-------- Exercise inputs --------

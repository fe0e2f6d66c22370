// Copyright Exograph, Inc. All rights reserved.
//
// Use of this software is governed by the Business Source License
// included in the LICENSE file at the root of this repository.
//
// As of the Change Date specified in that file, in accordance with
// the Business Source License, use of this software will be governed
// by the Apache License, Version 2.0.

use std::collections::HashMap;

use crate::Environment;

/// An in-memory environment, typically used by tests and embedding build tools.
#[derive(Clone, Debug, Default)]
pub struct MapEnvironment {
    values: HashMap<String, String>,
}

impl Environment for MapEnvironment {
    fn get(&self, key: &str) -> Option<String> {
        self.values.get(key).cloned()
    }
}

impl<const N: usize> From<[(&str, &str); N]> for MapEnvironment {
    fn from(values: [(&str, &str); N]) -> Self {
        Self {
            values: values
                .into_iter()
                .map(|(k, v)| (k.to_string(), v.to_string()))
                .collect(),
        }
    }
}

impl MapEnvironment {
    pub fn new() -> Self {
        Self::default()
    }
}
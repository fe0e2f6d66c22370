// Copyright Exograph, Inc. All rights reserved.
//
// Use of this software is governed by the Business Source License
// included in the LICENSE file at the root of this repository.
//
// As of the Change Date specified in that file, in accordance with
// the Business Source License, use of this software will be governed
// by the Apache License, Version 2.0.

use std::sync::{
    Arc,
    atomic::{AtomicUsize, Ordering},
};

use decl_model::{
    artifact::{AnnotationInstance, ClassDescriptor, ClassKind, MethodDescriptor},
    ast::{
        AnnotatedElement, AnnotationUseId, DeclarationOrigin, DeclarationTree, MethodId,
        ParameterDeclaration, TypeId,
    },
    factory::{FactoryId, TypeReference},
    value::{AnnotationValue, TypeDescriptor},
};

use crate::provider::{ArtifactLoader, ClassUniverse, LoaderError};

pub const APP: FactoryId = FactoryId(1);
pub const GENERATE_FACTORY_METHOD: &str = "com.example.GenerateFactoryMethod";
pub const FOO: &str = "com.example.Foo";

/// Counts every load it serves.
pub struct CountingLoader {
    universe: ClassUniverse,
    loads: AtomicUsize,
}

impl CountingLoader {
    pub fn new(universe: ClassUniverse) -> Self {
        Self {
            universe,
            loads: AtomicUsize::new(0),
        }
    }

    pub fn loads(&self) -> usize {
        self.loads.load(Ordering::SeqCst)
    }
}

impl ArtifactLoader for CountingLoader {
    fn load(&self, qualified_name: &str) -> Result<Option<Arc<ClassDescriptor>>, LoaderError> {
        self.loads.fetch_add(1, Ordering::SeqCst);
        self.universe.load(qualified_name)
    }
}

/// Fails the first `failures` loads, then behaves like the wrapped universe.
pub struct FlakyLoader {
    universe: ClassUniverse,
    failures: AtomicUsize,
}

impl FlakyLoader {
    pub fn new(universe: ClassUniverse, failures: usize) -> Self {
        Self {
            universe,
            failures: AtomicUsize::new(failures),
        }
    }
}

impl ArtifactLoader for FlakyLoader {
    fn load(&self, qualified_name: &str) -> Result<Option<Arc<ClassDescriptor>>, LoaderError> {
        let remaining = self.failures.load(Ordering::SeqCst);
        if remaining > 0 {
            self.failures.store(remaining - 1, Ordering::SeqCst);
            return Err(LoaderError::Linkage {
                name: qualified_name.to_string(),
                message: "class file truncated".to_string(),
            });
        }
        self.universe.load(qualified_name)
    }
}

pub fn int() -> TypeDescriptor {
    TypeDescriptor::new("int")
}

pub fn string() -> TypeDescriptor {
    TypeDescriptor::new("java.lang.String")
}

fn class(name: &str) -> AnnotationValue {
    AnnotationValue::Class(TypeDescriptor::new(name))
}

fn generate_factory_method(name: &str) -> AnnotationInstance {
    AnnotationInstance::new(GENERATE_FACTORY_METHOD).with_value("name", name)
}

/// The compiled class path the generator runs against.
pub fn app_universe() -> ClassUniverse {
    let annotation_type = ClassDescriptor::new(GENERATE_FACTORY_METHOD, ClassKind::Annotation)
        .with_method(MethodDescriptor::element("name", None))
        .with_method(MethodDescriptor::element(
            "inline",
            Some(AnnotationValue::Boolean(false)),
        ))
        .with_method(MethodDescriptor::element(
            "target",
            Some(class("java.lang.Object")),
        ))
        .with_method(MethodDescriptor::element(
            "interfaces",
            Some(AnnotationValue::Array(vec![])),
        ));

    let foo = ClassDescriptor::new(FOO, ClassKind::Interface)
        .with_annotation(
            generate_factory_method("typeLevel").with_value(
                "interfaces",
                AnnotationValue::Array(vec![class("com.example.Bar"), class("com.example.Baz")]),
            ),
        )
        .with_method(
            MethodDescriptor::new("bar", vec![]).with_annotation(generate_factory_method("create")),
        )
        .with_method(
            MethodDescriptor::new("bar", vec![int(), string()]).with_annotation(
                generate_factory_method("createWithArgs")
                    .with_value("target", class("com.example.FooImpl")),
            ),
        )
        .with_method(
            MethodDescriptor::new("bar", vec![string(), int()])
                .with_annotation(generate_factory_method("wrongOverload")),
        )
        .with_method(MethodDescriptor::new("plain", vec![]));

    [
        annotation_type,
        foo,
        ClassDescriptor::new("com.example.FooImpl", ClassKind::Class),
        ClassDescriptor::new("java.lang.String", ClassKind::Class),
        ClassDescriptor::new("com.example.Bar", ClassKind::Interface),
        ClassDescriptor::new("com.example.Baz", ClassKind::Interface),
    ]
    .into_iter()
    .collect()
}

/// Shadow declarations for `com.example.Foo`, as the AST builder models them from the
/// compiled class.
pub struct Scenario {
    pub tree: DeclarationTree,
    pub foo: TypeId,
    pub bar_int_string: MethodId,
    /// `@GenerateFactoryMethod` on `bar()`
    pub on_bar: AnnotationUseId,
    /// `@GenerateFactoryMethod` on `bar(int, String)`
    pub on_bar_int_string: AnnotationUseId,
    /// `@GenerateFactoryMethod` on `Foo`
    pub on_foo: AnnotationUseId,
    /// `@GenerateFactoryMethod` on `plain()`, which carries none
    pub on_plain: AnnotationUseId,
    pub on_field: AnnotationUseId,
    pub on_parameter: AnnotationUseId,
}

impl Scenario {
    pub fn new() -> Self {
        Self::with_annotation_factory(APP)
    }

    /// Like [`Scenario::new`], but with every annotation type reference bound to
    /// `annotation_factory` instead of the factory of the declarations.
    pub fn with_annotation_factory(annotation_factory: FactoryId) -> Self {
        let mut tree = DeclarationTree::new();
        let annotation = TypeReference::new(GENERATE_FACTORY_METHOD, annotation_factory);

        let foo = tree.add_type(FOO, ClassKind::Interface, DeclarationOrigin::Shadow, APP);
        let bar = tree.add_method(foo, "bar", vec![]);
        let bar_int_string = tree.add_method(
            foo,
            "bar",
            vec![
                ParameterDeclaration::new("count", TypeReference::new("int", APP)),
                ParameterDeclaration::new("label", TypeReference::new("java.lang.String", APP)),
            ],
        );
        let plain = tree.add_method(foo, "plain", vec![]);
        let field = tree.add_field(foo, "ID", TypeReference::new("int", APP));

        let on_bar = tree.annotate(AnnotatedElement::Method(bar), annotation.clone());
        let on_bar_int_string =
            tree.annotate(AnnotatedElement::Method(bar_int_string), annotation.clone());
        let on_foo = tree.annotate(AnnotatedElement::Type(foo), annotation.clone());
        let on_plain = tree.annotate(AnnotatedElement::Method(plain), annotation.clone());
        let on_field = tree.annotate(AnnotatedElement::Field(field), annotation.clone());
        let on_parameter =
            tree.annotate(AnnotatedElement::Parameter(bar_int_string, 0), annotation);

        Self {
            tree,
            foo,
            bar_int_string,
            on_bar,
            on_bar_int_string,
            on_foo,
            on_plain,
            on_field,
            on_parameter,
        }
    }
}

--------
-------- Exercise inputs --------

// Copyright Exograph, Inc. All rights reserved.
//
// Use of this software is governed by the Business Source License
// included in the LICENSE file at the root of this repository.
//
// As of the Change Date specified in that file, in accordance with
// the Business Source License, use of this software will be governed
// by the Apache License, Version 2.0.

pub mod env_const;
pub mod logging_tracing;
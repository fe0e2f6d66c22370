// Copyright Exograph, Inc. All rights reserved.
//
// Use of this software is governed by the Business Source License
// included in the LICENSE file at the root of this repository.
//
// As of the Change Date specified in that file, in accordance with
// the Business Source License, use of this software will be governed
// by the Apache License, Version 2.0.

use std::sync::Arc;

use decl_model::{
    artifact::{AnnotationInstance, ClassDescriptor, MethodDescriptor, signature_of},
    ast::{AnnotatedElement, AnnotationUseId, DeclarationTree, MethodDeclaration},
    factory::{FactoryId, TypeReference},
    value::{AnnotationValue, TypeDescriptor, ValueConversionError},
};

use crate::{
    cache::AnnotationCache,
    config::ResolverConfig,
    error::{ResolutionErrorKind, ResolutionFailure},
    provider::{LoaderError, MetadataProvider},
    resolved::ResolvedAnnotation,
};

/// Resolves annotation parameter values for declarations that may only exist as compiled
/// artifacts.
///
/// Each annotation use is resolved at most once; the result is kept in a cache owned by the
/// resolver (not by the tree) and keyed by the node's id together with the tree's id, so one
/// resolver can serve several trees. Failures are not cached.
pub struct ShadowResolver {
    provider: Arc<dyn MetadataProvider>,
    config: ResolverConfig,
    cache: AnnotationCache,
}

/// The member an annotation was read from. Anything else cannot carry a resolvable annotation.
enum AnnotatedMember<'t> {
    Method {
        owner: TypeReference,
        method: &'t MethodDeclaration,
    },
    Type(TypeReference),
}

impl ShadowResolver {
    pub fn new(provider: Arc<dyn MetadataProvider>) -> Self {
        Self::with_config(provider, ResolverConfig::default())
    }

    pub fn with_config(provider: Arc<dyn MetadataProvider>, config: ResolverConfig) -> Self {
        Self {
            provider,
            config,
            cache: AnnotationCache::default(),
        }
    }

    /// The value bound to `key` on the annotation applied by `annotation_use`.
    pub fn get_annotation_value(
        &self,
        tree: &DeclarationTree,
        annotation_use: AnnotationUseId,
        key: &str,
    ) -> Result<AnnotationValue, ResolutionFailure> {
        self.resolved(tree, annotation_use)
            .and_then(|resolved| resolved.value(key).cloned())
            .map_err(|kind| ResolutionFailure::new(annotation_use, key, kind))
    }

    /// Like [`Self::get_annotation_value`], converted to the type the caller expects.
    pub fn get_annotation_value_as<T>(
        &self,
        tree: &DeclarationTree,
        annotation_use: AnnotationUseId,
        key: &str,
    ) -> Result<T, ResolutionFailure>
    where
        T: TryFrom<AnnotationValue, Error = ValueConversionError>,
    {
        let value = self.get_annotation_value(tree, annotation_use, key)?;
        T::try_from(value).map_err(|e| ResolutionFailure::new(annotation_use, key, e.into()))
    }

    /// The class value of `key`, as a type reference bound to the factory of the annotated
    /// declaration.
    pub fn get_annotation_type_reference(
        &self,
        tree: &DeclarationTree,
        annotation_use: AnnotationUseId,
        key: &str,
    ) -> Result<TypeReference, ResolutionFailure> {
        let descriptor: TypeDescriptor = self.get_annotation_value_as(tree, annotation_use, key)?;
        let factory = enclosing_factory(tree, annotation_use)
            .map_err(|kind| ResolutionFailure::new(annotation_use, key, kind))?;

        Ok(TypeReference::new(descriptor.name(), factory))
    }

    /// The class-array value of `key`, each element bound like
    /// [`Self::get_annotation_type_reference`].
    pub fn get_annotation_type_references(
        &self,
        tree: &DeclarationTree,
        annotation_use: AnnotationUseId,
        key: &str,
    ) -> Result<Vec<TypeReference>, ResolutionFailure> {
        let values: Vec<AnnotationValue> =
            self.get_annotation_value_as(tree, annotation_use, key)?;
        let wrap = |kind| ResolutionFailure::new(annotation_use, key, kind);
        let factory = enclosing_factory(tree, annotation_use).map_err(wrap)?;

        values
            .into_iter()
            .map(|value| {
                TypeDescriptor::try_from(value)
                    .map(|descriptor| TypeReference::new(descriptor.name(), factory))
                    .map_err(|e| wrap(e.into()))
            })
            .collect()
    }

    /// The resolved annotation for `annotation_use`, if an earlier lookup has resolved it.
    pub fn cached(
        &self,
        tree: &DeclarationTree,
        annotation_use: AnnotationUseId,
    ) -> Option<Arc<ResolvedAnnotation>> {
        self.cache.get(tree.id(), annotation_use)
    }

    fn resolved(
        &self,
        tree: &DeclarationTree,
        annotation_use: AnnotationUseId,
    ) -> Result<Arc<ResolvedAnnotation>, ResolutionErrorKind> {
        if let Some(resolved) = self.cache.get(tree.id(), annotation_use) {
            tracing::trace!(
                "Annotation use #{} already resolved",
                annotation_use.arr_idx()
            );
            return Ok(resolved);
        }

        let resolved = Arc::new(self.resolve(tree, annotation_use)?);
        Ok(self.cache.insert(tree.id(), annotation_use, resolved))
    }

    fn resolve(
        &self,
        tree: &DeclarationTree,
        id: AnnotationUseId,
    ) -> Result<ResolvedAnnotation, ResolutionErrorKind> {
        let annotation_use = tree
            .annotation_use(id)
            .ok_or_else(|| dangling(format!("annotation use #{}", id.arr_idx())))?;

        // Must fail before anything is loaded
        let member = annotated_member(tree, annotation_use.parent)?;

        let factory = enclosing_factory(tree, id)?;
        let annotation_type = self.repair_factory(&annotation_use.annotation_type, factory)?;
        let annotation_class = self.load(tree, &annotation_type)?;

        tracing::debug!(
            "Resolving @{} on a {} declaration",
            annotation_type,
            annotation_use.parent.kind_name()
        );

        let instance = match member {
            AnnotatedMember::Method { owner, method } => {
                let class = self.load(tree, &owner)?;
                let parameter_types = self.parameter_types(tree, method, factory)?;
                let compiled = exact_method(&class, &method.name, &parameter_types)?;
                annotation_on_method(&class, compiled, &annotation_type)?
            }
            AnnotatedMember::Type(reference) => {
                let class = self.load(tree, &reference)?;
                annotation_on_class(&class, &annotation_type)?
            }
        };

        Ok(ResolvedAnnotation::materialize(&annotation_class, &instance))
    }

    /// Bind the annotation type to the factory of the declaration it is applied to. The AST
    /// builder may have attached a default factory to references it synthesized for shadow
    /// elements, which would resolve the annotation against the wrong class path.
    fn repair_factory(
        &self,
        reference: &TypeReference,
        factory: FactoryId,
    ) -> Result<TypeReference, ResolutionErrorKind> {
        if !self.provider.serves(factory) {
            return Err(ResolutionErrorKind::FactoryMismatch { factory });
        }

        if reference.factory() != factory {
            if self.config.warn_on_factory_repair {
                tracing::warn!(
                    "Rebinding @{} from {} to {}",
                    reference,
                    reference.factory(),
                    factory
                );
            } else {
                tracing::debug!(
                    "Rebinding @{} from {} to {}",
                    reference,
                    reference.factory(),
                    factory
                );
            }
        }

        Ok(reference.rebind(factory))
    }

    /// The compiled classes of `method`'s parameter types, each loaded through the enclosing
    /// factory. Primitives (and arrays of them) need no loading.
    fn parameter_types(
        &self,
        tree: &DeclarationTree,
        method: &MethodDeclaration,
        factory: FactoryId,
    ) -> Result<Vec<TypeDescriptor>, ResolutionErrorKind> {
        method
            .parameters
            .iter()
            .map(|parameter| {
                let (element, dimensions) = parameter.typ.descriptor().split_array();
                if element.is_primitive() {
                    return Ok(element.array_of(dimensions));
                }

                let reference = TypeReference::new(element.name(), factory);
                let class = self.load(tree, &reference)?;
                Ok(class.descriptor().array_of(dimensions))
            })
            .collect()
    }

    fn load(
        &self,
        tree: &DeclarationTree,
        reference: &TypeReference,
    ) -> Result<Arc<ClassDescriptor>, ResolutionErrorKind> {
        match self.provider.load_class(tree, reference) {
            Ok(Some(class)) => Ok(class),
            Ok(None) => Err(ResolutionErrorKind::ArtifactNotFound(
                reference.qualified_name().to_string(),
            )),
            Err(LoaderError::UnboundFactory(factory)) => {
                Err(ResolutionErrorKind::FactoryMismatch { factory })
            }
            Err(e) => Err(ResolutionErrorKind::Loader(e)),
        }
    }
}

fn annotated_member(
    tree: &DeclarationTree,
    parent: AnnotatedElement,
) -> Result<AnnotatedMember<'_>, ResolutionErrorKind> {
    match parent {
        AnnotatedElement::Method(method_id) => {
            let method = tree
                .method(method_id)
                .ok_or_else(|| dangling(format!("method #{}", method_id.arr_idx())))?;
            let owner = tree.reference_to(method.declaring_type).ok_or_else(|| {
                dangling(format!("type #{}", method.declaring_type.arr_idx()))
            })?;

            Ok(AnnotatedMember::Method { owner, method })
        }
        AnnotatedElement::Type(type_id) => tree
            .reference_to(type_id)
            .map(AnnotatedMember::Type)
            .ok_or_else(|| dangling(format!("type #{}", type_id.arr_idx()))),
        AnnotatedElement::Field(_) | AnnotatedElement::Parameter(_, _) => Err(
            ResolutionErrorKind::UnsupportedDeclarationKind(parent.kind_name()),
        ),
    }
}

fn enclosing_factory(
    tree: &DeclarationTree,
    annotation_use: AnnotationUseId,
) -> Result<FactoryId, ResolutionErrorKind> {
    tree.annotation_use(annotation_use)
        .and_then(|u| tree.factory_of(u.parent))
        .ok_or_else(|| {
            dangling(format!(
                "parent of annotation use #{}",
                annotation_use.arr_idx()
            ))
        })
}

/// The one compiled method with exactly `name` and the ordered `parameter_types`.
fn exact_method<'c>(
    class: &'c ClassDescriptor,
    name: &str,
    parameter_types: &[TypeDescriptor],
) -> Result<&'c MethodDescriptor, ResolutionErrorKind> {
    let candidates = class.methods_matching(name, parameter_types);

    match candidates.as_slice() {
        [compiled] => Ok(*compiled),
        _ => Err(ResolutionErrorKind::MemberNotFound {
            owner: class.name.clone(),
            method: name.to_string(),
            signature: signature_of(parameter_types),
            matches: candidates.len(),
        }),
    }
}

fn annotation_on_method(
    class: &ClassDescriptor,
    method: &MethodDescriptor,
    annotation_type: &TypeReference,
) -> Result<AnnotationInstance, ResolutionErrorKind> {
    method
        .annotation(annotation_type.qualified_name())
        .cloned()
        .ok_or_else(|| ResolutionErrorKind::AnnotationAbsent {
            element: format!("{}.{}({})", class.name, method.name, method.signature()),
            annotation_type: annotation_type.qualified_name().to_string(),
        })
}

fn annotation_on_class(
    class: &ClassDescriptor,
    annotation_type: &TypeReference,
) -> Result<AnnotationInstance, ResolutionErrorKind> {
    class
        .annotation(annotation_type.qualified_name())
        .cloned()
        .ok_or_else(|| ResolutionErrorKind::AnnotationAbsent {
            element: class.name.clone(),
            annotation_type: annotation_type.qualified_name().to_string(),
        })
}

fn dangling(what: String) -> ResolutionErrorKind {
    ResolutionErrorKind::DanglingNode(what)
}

--------

Problem:
Copy out, from the data above, every line holding the word "against".

Result for this task:
/// The compiled class path the generator runs against.
    /// elements, which would resolve the annotation against the wrong class path.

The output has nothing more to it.